# [EXTRACTED ENTRIES]
/*!
 * Ice and cloud masks on the scene grid
 *
 * The static land/ice mask is reprojected onto the grid of the reference band
 * with nearest-neighbour resampling; the cloud mask thresholds the L2A cloud
 * probability layer.
 */

use crate::config::PipelineConfig;
use crate::io::band_table::BandFileTable;
use crate::io::raster::SceneRaster;
use crate::types::{BandImage, BoolMask, GridSpec, IceSurfError, IceSurfResult};
use std::path::{Path, PathBuf};

/// Cloud wherever the probability (0-100) reaches the threshold
pub fn cloud_mask_from_probability(probability: &BandImage, threshold: f32) -> BoolMask {
    probability.mapv(|p| p >= threshold)
}

/// Masks of one scene, both on `grid`
#[derive(Debug, Clone)]
pub struct SceneMasks {
    pub grid: GridSpec,
    pub ice: BoolMask,
    pub cloud: BoolMask,
}

impl SceneMasks {
    pub fn new(grid: GridSpec, ice: BoolMask, cloud: BoolMask) -> IceSurfResult<Self> {
        IceSurfError::check_shape("ice mask", grid.shape(), ice.dim())?;
        IceSurfError::check_shape("cloud mask", grid.shape(), cloud.dim())?;
        Ok(Self { grid, ice, cloud })
    }
}

/// Builds scene masks; the reprojected ice mask is reused while the scene
/// grid stays the same
pub struct MaskBuilder {
    ice_mask_path: PathBuf,
    cloud_prob_threshold: f32,
    reprojected_mask_path: Option<PathBuf>,
    cache: Option<(GridSpec, BoolMask)>,
}

impl MaskBuilder {
    pub fn new<P: AsRef<Path>>(ice_mask_path: P, cloud_prob_threshold: f32) -> Self {
        Self {
            ice_mask_path: ice_mask_path.as_ref().to_path_buf(),
            cloud_prob_threshold,
            reprojected_mask_path: None,
            cache: None,
        }
    }

    pub fn from_config(config: &PipelineConfig) -> Self {
        Self::new(&config.ice_mask_path, config.cloud_prob_threshold)
            .with_reprojected_output(config.reprojected_mask_path.clone())
    }

    /// Also save every freshly reprojected ice mask as a GeoTIFF
    pub fn with_reprojected_output(mut self, path: Option<PathBuf>) -> Self {
        self.reprojected_mask_path = path;
        self
    }

    /// Ice mask on `grid`, reprojecting only when the grid differs from the
    /// previous call
    pub fn ice_mask_for(&mut self, grid: &GridSpec) -> IceSurfResult<BoolMask> {
        if let Some((cached_grid, mask)) = &self.cache {
            if cached_grid == grid {
                log::debug!("Reusing reprojected ice mask");
                return Ok(mask.clone());
            }
        }

        let mask = SceneRaster::reproject_mask(&self.ice_mask_path, grid)?;
        IceSurfError::check_shape("reprojected ice mask", grid.shape(), mask.dim())?;

        if let Some(path) = &self.reprojected_mask_path {
            SceneRaster::write_mask(&mask, grid, path)?;
            log::info!("Saved reprojected ice mask to {}", path.display());
        }

        self.cache = Some((grid.clone(), mask.clone()));
        Ok(mask)
    }

    /// Ice and cloud masks on the grid of the scene's reference band
    pub fn build(&mut self, bands: &BandFileTable) -> IceSurfResult<SceneMasks> {
        let grid = SceneRaster::grid_spec(bands.reference())?;
        log::debug!(
            "Scene grid {} x {}, origin ({}, {})",
            grid.width,
            grid.height,
            grid.geo_transform.top_left_x,
            grid.geo_transform.top_left_y
        );

        let ice = self.ice_mask_for(&grid)?;

        let (probability, cloud_grid) = SceneRaster::read_band::<f32, _>(bands.cloud_layer())?;
        IceSurfError::check_shape("cloud probability", grid.shape(), cloud_grid.shape())?;
        let cloud = cloud_mask_from_probability(&probability, self.cloud_prob_threshold);

        SceneMasks::new(grid, ice, cloud)
    }
}

#[cfg(test)]
mod tests {
    use super::*;
    use crate::types::GeoTransform;
    use ndarray::array;

    #[test]
    fn test_cloud_threshold_is_inclusive() {
        let probability = array![[0.0f32, 49.9, 50.0], [50.1, 100.0, f32::NAN]];
        let mask = cloud_mask_from_probability(&probability, 50.0);
        assert_eq!(mask, array![[false, false, true], [true, true, false]]);
    }

    #[test]
    fn test_scene_masks_shape_checked() {
        let grid = GridSpec {
            width: 2,
            height: 1,
            geo_transform: GeoTransform::from_gdal([0.0, 20.0, 0.0, 0.0, 0.0, -20.0]),
            projection: String::new(),
        };
        assert!(SceneMasks::new(grid.clone(), array![[true, false]], array![[false, false]]).is_ok());
        assert!(matches!(
            SceneMasks::new(grid, array![[true], [false]], array![[false, false]]),
            Err(IceSurfError::ShapeMismatch { .. })
        ));
    }
}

# [EXERCISE]
Write out exactly, please, the lines beginning at the start of the material and ending with the line that holds "use crate::io::raster::SceneRaster;", both included.

# [TASK SOLUTION]
/*!
 * Ice and cloud masks on the scene grid
 *
 * The static land/ice mask is reprojected onto the grid of the reference band
 * with nearest-neighbour resampling; the cloud mask thresholds the L2A cloud
 * probability layer.
 */

use crate::config::PipelineConfig;
use crate::io::band_table::BandFileTable;
use crate::io::raster::SceneRaster;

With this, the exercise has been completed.